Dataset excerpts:
——————

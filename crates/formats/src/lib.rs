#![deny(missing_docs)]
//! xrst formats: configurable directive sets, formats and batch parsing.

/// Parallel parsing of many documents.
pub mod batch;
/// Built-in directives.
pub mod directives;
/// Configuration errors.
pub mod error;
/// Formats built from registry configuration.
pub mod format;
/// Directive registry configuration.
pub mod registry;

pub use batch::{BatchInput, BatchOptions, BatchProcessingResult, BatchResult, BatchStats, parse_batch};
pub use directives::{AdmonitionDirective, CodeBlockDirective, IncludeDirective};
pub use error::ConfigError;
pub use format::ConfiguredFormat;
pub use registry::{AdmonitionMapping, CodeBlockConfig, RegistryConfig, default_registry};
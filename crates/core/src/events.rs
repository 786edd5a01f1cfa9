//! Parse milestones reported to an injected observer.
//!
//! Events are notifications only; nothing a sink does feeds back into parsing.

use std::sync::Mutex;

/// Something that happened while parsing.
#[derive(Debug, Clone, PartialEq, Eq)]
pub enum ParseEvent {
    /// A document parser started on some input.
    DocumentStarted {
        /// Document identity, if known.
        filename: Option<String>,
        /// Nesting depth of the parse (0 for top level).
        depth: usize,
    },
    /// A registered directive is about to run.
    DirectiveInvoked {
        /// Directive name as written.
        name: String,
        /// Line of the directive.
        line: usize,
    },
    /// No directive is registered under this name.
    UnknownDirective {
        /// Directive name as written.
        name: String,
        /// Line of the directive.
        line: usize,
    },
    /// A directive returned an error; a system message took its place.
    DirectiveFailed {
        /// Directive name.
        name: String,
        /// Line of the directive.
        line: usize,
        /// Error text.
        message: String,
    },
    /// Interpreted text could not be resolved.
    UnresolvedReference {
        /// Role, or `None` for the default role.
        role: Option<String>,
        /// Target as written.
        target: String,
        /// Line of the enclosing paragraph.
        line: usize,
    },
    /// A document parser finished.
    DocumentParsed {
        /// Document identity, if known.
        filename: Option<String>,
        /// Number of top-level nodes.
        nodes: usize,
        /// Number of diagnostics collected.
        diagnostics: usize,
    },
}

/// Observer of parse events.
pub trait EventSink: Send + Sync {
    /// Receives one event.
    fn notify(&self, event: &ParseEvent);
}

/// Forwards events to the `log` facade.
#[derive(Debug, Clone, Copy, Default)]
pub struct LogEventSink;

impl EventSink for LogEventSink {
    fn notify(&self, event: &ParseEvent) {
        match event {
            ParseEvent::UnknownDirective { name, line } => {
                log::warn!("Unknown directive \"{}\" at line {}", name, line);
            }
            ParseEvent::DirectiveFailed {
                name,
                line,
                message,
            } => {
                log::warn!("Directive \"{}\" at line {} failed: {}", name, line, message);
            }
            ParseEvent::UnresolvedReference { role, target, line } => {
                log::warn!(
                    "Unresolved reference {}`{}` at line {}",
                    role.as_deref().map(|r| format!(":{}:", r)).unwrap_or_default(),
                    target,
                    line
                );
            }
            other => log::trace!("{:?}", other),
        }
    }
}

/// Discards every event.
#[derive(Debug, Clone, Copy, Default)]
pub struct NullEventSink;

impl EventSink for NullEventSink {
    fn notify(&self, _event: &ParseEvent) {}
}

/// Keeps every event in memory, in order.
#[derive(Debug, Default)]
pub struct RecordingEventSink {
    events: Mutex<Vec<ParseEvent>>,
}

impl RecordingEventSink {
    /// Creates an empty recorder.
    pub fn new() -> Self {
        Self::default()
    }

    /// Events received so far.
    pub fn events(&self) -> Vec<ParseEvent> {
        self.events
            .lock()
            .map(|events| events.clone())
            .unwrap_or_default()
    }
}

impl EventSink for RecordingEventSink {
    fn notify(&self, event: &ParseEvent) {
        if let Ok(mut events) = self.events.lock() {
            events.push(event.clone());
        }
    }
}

——————

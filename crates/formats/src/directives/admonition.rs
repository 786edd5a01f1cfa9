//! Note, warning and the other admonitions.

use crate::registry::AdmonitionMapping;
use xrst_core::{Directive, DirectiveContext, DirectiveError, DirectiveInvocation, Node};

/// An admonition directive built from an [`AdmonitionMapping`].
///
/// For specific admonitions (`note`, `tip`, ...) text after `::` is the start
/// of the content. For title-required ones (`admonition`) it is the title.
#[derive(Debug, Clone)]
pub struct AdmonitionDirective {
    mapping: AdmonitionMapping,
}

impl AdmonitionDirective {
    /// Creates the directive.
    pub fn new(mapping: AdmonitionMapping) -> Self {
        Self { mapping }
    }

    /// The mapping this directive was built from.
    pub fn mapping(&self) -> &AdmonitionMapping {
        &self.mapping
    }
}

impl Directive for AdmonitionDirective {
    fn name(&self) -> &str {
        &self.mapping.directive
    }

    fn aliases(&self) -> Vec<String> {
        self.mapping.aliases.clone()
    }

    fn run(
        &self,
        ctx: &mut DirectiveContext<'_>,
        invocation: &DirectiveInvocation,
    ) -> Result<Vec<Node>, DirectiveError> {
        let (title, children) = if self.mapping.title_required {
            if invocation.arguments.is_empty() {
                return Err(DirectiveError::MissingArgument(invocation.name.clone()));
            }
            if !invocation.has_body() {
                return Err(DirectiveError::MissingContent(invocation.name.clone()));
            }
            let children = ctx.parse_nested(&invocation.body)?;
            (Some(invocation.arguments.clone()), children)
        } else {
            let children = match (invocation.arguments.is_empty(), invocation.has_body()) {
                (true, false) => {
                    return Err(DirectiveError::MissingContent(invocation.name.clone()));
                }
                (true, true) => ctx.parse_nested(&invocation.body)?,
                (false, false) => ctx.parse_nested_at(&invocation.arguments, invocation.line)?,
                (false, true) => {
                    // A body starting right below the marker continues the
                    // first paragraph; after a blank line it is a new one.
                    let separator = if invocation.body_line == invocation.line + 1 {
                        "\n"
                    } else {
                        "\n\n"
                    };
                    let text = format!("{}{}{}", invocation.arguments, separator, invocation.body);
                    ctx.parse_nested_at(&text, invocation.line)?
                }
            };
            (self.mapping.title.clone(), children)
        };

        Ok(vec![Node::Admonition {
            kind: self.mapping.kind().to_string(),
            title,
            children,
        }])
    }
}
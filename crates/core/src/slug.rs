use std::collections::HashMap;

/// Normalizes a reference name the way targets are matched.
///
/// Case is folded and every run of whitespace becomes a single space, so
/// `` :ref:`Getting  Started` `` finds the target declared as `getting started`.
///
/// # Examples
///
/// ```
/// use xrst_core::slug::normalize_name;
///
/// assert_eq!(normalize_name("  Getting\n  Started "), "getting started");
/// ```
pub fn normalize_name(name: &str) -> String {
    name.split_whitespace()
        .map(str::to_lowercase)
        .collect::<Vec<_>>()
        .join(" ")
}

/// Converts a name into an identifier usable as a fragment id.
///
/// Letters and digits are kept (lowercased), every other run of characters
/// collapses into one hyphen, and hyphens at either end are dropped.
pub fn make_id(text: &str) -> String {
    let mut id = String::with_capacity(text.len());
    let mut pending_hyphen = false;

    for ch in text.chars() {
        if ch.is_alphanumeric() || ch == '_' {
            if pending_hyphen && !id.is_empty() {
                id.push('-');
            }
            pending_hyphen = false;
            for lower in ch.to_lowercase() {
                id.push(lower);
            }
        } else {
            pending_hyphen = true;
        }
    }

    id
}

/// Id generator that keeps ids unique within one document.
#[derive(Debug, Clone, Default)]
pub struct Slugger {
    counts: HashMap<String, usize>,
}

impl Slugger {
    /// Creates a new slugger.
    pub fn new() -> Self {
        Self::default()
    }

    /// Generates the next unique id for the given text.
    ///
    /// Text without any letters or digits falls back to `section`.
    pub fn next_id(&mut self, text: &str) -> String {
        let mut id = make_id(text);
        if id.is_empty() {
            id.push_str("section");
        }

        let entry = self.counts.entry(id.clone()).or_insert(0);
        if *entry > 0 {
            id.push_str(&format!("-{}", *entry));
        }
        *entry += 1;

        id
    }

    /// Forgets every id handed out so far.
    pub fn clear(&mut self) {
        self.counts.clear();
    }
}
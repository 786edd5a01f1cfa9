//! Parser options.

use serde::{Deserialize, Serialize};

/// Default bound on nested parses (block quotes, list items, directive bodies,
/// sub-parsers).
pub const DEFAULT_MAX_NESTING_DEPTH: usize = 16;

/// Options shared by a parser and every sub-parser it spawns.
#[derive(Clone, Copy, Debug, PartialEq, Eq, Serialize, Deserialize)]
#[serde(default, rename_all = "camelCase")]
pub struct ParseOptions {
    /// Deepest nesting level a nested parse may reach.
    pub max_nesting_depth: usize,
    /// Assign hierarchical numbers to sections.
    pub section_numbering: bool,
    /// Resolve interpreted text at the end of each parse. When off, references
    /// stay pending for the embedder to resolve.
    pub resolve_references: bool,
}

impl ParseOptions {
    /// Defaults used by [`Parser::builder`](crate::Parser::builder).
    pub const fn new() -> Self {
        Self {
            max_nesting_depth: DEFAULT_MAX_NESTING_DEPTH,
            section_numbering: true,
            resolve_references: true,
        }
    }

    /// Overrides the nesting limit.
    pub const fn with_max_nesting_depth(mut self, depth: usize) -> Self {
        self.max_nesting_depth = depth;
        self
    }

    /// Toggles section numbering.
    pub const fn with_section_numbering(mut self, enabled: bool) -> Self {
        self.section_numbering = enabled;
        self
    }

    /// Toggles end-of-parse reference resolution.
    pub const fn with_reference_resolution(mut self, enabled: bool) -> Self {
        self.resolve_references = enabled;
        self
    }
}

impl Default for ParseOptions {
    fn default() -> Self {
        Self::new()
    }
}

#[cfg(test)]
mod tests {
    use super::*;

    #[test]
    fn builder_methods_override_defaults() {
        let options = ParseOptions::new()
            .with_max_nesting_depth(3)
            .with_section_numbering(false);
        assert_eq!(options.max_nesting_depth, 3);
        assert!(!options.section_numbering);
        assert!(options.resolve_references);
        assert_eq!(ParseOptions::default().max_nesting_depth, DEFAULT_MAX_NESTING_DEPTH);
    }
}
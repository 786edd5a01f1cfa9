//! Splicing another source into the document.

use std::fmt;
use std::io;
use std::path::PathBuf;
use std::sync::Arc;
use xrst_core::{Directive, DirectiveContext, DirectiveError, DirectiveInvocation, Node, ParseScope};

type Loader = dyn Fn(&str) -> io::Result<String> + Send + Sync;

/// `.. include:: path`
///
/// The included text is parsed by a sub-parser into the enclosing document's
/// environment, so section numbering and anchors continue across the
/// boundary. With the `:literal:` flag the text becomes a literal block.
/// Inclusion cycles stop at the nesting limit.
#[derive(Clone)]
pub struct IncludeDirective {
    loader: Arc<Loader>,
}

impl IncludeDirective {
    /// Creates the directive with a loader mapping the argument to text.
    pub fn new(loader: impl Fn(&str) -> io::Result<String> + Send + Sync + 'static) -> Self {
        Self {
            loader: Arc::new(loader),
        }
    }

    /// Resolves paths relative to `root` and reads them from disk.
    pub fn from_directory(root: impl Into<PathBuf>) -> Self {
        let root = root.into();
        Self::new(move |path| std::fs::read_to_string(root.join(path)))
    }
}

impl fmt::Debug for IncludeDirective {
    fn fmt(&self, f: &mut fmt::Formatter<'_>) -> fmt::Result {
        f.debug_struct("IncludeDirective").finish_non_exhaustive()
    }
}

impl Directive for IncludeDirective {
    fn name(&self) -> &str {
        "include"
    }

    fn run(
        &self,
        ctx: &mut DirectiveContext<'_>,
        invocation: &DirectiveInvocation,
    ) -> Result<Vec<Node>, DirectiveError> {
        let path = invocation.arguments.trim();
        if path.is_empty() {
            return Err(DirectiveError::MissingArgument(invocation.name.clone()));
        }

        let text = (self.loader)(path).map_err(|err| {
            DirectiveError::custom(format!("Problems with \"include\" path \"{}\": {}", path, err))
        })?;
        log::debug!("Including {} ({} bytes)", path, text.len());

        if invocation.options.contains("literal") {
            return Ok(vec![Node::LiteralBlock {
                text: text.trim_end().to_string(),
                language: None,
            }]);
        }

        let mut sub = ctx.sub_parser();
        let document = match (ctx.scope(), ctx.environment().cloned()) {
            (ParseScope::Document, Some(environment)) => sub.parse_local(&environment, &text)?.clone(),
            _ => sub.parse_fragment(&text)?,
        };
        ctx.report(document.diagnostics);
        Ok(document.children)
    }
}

——————

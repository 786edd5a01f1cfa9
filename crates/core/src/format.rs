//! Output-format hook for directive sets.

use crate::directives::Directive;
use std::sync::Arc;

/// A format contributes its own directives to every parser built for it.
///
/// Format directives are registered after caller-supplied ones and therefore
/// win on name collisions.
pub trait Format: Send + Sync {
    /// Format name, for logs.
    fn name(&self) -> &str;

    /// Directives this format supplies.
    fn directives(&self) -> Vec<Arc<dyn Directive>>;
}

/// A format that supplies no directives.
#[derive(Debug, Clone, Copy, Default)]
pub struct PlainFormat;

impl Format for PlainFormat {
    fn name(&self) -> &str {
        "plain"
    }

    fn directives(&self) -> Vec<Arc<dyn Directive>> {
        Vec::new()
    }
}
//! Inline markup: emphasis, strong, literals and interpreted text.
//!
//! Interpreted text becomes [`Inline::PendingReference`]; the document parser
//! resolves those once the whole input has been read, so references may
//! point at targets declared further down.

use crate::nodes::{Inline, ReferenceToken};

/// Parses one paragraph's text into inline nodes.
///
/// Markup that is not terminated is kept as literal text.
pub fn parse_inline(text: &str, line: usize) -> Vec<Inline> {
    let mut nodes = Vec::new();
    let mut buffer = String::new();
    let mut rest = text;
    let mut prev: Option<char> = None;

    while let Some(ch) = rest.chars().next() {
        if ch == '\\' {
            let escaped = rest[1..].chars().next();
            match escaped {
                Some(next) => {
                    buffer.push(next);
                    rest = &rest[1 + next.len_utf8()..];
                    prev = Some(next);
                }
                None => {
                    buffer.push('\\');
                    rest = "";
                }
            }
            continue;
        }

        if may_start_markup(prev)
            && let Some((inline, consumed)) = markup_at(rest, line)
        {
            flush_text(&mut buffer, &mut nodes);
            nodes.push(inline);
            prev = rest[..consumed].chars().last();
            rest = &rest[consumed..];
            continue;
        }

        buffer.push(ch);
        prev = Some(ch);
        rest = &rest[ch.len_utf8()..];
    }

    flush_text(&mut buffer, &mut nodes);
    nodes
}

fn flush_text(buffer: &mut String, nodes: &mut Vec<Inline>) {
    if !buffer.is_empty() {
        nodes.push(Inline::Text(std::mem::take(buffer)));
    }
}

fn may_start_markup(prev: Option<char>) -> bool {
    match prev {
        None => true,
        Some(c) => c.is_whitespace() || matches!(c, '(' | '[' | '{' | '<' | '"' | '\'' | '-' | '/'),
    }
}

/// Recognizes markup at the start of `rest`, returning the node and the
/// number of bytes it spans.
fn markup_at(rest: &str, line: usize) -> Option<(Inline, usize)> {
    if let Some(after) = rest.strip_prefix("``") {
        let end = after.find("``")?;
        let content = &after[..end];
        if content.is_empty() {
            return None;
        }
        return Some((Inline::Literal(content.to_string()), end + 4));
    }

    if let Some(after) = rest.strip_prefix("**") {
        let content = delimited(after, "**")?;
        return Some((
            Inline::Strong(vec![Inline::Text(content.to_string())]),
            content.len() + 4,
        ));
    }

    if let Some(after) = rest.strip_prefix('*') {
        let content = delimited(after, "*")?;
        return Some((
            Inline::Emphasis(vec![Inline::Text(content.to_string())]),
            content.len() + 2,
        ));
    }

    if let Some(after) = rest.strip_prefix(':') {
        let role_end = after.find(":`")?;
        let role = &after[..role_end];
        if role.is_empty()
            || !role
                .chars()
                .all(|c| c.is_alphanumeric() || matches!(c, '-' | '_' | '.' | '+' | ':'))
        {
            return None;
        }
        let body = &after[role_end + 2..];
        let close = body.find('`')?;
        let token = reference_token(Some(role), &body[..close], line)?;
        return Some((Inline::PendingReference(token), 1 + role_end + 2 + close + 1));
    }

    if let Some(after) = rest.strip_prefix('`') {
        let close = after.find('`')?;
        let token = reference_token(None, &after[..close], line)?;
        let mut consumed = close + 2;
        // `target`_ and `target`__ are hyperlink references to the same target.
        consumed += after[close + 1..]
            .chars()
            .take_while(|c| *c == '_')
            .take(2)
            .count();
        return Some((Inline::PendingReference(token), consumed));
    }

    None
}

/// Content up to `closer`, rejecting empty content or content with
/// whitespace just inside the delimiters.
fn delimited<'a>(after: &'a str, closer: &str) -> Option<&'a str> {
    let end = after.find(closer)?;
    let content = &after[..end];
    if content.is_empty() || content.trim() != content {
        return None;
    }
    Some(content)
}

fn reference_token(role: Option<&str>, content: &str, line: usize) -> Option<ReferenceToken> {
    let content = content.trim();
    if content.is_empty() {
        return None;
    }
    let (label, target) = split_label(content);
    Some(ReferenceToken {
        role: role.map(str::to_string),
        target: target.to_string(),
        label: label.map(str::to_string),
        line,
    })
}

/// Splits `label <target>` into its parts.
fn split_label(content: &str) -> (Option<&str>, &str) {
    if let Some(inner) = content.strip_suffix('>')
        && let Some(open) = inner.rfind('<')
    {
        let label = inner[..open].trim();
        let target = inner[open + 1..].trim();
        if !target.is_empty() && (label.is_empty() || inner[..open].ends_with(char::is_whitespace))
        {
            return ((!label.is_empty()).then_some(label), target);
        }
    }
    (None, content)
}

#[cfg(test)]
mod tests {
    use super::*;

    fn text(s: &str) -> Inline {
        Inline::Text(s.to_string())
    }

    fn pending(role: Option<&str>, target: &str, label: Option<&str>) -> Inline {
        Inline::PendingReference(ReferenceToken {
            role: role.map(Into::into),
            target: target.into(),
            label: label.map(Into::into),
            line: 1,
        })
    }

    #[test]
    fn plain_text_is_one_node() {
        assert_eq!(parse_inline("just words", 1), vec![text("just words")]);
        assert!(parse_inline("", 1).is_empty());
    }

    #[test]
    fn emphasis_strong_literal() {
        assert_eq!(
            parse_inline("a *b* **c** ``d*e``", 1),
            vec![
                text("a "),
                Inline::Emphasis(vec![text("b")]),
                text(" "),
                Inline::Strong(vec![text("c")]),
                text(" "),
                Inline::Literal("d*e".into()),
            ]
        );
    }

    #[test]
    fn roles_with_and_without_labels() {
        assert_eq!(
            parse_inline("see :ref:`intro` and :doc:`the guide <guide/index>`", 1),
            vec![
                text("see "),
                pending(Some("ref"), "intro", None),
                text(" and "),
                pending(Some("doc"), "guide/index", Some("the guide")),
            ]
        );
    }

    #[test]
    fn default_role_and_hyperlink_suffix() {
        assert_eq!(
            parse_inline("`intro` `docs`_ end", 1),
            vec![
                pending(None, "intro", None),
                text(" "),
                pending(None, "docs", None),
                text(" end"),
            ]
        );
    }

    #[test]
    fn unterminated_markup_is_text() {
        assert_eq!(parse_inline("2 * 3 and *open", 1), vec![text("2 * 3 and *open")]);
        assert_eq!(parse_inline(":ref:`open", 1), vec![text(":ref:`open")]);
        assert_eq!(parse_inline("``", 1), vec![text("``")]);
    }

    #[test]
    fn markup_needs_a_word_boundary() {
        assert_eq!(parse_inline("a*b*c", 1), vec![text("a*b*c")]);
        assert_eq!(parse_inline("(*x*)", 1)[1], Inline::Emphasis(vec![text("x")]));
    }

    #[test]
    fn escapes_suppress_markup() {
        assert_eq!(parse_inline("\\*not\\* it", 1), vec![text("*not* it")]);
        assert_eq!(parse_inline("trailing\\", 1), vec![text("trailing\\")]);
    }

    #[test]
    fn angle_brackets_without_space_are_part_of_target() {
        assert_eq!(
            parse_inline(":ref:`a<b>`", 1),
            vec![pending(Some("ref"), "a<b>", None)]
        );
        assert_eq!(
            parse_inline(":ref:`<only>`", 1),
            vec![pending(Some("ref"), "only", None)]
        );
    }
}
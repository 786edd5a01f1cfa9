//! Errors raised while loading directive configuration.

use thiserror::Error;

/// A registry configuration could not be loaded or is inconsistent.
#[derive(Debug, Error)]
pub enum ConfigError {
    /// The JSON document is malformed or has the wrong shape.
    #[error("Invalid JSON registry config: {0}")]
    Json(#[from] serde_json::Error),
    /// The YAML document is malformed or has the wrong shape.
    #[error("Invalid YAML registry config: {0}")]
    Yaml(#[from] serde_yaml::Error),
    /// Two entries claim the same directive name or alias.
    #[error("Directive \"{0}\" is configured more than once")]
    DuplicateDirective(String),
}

——————

What needs to be done
Both the line containing "filename crates/formats/src/lib.rs" and the line containing "pub mod registry;" belong in the answer. Print them and every line above that falls between them exactly, and no others.

Expected output
filename crates/formats/src/lib.rs
#![deny(missing_docs)]
//! xrst formats: configurable directive sets, formats and batch parsing.

/// Parallel parsing of many documents.
pub mod batch;
/// Built-in directives.
pub mod directives;
/// Configuration errors.
pub mod error;
/// Formats built from registry configuration.
pub mod format;
/// Directive registry configuration.
pub mod registry;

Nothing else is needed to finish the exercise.